State proposes permanent villages of tiny homes for the hardest to house

State proposes permanent villages of tiny homes for the hardest to house

HONOLULU (HawaiiNewsNow) - Desperate to ease the homeless crisis, state leaders want to set up permanent villages made up of clusters of tiny homes.

The proposal comes two weeks after new data showed the number of homeless people living on the streets of Oahu had jumped 12 percent in the past year.

“This is the permanent housing answer for people who have otherwise refused to go to shelters,” said Lt. Gov. Josh Green.

Tiny homes would create what the state has dubbed Kauhale villages.

Up to 300 people would live at each village.

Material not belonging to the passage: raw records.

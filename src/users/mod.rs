use crate::state::AppState;
use axum::Router;

pub mod dto;
pub mod handlers;
pub mod repo;

pub fn router() -> Router<AppState> {
    handlers::user_routes()
}
use std::net::SocketAddr;

use axum::{http::header, routing::get, Router};
use tower_http::{
    compression::CompressionLayer, cors::CorsLayer, set_header::SetResponseHeaderLayer,
    trace::TraceLayer,
};

use crate::state::AppState;
use crate::{auth, users};

pub fn build_app(state: AppState) -> Router {
    Router::new()
        .nest(
            "/api",
            Router::new()
                .merge(auth::router())
                .merge(users::router())
                .route("/health", get(|| async { "ok" })),
        )
        .with_state(state)
        .layer(CorsLayer::permissive())
        .layer(CompressionLayer::new())
        .layer(SetResponseHeaderLayer::if_not_present(
            header::X_CONTENT_TYPE_OPTIONS,
            header::HeaderValue::from_static("nosniff"),
        ))
        .layer(SetResponseHeaderLayer::if_not_present(
            header::X_FRAME_OPTIONS,
            header::HeaderValue::from_static("DENY"),
        ))
        .layer(SetResponseHeaderLayer::if_not_present(
            header::REFERRER_POLICY,
            header::HeaderValue::from_static("no-referrer"),
        ))
        .layer(
            TraceLayer::new_for_http()
                .make_span_with(|req: &axum::http::Request<_>| {
                    let method = req.method().clone();
                    let uri = req.uri().clone();
                    tracing::info_span!("http_request", %method, uri = %uri)
                })
                .on_response(
                    |res: &axum::http::Response<_>,
                     _latency: std::time::Duration,
                     span: &tracing::Span| {
                        let status = res.status();
                        span.record("status", tracing::field::display(status));
                        if status.is_server_error() {
                            tracing::error!(%status, "response");
                        } else {
                            tracing::info!(%status, "response");
                        }
                    },
                ),
        )
}

pub async fn serve(app: Router) -> anyhow::Result<()> {
    let addr: SocketAddr = format!(
        "{}:{}",
        std::env::var("APP_HOST").unwrap_or_else(|_| "0.0.0.0".into()),
        std::env::var("APP_PORT").unwrap_or_else(|_| "5000".into())
    )
    .parse()?;

    tracing::info!("listening on {}", addr);
    let listener = tokio::net::TcpListener::bind(addr).await?;
    axum::serve(listener, app).await?;
    Ok(())
}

Kitchens and restrooms would be shared along with common areas.

Green says he wants to see up to 10 villages statewide with six on Oahu, two on the Big Island and one each of Maui and Kauai.

Next month, leaders from both the city and the state will meet to pick the parcels of land.

Green said it would like to see the first two Kauhale villages in Waianae and Waimanalo.

“The communities would make their own rules,” said Green. “It will be accepting people whether they come with their dogs or if they are in a relationship or single. There would be some small amount of rent. The threshold is about $250.”

The idea originated among leaders living at one of the state’s largest homeless camps. For the past year, Puuhonua o Waianae has been raising money to build one of their own.

John Kaulupali lives in Kakaako Gateway Park. Last month, he along with members of the community called on government to cease homeless enforcement and work with them to find a place to stay.

On Thursday, he threw his support behind the Kauhale concept.

“That would be a way for the houseless community to regain stability,” said Kaulupali. “They would be able to go to work. And they would be able to come home and know that there is a home still.”

The lieutenant governor says the first village could launch later this year. He hopes to have at least two up and running by 2020.

“The structures don’t take long to put up. It’s actually more of getting the land and choosing it,” said Green. “It has to have enough infrastructure. And it has to be something tha people will actually accept.”

Each village is expected to cost between $2 and $5 million. Green says Housing First money could potentially be used fund part of the project.